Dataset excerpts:
——
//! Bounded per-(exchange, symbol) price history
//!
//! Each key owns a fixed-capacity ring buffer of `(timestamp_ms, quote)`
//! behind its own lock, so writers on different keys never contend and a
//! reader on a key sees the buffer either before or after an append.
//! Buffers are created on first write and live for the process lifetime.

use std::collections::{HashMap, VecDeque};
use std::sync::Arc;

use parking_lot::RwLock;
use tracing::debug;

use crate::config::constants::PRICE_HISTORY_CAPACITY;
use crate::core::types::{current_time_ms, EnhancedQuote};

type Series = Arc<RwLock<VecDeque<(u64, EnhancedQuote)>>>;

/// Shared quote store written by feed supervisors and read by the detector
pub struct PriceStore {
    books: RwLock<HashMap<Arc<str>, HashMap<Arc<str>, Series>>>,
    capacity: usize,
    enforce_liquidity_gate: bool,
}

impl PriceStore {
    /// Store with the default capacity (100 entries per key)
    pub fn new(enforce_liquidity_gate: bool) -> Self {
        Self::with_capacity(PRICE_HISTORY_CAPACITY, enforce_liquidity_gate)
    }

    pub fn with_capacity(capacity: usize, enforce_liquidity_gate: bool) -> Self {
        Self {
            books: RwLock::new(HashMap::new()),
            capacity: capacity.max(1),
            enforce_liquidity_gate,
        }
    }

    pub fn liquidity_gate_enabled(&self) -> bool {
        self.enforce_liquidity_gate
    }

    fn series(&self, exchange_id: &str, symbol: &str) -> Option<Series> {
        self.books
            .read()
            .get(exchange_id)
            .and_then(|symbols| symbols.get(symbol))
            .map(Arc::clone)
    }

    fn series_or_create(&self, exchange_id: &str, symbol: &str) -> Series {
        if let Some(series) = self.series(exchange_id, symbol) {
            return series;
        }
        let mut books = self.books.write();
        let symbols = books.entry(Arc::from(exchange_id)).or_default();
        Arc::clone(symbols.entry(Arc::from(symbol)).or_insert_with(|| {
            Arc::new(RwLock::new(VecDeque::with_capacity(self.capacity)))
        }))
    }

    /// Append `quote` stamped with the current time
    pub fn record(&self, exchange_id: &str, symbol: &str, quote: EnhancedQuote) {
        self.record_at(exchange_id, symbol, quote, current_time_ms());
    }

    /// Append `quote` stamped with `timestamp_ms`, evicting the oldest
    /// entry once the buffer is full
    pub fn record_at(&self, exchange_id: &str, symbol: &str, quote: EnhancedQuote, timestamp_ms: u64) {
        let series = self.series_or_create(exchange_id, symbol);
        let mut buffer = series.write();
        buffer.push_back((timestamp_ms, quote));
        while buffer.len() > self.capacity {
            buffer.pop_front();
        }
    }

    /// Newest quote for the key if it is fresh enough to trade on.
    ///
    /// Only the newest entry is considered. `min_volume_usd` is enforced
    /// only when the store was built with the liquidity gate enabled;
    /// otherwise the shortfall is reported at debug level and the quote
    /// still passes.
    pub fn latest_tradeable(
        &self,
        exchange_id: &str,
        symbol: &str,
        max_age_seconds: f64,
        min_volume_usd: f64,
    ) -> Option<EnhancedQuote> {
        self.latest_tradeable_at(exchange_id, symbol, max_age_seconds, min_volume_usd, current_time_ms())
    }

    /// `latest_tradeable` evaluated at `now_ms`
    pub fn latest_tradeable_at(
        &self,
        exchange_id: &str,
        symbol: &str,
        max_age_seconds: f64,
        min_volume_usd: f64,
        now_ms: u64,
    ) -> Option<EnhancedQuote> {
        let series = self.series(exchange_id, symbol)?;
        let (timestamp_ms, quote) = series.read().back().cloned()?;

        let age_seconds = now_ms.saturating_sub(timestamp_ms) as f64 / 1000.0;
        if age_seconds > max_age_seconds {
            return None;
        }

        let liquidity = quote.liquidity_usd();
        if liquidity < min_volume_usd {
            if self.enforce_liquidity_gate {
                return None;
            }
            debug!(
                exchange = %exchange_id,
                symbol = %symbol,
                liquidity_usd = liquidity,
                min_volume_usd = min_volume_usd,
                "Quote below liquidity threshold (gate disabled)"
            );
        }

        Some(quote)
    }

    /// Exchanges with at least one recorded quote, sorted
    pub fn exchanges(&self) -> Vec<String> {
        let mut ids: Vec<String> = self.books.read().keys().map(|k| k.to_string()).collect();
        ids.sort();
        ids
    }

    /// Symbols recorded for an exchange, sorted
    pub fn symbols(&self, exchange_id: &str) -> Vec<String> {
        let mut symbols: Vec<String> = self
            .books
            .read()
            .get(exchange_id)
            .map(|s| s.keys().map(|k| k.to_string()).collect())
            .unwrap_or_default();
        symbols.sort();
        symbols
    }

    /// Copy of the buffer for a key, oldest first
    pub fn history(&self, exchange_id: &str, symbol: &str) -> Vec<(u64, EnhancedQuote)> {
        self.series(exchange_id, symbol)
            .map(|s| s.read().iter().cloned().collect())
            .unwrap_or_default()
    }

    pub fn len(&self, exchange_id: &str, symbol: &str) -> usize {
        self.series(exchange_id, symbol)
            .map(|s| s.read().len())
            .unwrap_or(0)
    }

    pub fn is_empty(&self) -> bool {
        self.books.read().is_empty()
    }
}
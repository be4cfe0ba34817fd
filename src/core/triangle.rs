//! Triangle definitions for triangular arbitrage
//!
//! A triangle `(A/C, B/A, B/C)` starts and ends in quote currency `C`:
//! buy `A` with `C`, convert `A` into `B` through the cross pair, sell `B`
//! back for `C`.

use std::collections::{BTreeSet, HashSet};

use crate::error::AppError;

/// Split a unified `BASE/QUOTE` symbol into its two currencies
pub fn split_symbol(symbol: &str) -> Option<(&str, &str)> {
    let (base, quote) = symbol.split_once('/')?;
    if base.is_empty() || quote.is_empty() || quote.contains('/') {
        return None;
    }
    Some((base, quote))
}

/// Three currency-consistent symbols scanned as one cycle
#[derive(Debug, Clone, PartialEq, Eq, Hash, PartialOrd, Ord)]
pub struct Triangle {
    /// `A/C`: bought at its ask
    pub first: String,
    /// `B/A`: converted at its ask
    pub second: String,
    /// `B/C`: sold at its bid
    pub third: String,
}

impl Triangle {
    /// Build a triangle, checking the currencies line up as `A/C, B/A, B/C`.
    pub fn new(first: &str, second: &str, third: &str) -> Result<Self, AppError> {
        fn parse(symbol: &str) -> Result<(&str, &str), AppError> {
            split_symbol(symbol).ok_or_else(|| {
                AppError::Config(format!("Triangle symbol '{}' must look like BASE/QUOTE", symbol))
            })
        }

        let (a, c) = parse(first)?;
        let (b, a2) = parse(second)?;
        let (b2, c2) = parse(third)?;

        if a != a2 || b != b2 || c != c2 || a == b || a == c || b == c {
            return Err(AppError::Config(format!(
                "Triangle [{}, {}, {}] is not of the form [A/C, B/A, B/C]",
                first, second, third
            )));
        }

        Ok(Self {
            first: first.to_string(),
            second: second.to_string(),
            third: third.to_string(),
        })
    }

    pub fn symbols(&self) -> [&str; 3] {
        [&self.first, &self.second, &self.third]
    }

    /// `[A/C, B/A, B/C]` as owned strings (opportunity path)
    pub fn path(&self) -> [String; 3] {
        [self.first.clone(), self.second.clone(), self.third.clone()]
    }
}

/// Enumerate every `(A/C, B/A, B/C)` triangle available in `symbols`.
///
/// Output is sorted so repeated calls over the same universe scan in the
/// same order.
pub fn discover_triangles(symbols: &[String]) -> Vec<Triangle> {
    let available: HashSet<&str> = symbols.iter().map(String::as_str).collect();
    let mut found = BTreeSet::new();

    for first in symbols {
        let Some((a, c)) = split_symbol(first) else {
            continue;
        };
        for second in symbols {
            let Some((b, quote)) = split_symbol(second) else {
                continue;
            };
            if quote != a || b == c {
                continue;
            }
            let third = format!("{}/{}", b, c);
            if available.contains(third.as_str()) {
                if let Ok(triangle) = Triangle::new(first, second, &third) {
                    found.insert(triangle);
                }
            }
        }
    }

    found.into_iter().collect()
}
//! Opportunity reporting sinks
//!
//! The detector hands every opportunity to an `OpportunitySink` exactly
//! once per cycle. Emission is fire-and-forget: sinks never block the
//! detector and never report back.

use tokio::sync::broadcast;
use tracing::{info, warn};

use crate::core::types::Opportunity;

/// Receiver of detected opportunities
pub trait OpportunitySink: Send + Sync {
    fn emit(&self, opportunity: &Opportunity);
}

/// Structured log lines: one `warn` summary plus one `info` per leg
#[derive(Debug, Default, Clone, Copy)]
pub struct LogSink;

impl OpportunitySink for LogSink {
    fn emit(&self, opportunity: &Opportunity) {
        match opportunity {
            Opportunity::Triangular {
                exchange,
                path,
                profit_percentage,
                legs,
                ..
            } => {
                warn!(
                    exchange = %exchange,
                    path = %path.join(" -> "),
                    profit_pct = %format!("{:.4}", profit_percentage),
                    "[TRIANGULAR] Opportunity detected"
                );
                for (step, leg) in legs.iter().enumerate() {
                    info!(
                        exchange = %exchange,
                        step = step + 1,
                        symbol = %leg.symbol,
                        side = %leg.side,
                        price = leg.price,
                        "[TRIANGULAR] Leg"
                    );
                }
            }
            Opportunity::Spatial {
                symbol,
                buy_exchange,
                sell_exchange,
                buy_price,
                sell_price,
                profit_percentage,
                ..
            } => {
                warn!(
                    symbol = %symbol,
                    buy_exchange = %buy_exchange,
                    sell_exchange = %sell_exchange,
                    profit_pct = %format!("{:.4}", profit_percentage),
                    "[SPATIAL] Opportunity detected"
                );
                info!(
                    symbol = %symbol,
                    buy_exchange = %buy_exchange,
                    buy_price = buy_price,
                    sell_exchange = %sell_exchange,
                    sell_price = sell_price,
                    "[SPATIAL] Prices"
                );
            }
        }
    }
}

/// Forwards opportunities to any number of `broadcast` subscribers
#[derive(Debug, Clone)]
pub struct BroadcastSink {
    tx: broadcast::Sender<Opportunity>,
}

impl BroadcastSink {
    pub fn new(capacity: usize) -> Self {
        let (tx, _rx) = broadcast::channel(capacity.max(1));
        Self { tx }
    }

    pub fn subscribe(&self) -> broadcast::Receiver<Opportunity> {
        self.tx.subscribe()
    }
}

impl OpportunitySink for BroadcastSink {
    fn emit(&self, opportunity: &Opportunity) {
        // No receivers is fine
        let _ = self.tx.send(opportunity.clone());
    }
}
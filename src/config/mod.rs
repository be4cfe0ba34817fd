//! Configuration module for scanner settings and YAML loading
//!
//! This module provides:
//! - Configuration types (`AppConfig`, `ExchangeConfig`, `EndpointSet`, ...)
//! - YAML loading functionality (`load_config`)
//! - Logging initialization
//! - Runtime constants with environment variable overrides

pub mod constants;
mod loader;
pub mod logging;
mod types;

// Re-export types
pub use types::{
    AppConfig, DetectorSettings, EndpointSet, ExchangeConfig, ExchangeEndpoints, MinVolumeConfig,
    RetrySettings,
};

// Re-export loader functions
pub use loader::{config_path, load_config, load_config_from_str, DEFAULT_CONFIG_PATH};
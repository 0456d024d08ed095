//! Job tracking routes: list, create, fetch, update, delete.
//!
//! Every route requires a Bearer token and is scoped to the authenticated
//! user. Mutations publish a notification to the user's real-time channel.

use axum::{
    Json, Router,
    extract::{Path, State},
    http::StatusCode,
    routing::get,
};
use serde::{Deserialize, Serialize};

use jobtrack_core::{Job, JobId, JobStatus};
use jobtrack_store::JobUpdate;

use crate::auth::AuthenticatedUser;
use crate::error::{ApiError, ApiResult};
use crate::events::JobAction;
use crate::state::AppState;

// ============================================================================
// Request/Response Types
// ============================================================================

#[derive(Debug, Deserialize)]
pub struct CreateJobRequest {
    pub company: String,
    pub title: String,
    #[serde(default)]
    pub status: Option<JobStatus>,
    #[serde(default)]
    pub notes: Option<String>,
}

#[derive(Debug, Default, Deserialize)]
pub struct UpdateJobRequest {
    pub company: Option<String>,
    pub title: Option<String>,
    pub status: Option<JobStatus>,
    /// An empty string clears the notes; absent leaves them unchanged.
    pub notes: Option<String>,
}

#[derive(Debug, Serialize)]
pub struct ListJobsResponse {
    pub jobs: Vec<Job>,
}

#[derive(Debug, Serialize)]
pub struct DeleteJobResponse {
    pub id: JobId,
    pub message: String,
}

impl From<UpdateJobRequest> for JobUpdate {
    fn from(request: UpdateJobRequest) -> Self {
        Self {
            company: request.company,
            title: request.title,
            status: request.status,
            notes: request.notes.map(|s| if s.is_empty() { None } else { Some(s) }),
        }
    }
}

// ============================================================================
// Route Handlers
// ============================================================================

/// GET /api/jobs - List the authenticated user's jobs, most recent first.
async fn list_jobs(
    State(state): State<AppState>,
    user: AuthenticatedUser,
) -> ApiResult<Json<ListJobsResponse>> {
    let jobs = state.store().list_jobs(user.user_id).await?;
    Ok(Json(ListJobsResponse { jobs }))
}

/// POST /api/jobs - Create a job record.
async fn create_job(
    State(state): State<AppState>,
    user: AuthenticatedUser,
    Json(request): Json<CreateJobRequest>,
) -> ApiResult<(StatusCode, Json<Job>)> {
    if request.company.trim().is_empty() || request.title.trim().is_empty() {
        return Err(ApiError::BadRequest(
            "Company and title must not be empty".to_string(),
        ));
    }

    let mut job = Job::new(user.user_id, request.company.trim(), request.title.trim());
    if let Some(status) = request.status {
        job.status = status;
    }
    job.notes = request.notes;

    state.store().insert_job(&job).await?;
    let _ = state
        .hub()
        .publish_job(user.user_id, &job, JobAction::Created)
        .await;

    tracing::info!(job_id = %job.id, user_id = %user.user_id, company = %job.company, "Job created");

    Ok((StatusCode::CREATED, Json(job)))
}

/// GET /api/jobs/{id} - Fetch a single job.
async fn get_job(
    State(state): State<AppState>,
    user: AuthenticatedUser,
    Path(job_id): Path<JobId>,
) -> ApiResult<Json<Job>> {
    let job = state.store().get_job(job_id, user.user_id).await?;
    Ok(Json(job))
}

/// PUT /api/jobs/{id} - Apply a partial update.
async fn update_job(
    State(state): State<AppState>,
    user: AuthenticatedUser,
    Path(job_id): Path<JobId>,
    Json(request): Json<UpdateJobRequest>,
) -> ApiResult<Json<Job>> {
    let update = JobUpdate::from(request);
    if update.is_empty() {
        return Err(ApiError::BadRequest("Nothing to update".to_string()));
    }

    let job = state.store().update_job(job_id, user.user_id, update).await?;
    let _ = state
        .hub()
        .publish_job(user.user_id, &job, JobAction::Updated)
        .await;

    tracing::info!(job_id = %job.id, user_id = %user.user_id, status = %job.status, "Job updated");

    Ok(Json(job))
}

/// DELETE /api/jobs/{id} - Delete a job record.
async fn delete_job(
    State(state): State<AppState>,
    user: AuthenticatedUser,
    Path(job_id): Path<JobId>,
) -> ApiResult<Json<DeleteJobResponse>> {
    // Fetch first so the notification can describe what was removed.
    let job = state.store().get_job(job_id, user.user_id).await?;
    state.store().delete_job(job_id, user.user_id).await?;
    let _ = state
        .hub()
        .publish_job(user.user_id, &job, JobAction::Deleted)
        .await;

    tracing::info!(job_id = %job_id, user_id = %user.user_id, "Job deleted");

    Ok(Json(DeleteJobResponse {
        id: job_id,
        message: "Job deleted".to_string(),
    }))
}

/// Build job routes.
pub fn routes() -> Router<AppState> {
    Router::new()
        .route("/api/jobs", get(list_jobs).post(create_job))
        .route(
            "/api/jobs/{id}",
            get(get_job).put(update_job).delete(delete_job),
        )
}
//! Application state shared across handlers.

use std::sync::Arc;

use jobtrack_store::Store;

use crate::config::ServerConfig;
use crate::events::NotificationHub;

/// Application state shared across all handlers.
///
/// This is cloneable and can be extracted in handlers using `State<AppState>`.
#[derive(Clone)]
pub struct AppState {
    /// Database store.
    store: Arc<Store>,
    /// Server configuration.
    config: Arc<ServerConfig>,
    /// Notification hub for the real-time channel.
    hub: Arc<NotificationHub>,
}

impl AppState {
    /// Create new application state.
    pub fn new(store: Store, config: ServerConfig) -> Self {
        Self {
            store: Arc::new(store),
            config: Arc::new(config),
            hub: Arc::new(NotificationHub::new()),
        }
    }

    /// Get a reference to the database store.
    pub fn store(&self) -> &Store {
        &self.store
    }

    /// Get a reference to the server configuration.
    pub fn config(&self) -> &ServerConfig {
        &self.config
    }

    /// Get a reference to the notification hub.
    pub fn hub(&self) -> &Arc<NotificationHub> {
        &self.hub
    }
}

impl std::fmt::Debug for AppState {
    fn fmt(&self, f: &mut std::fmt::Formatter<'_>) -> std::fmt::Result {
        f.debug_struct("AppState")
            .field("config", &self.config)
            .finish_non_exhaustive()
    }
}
——
--- What is expected ---
The expected answer is every line in the data above that carries the string "StatusCode".

--- Solution to this problem ---
    http::StatusCode,
) -> ApiResult<(StatusCode, Json<Job>)> {
    Ok((StatusCode::CREATED, Json(job)))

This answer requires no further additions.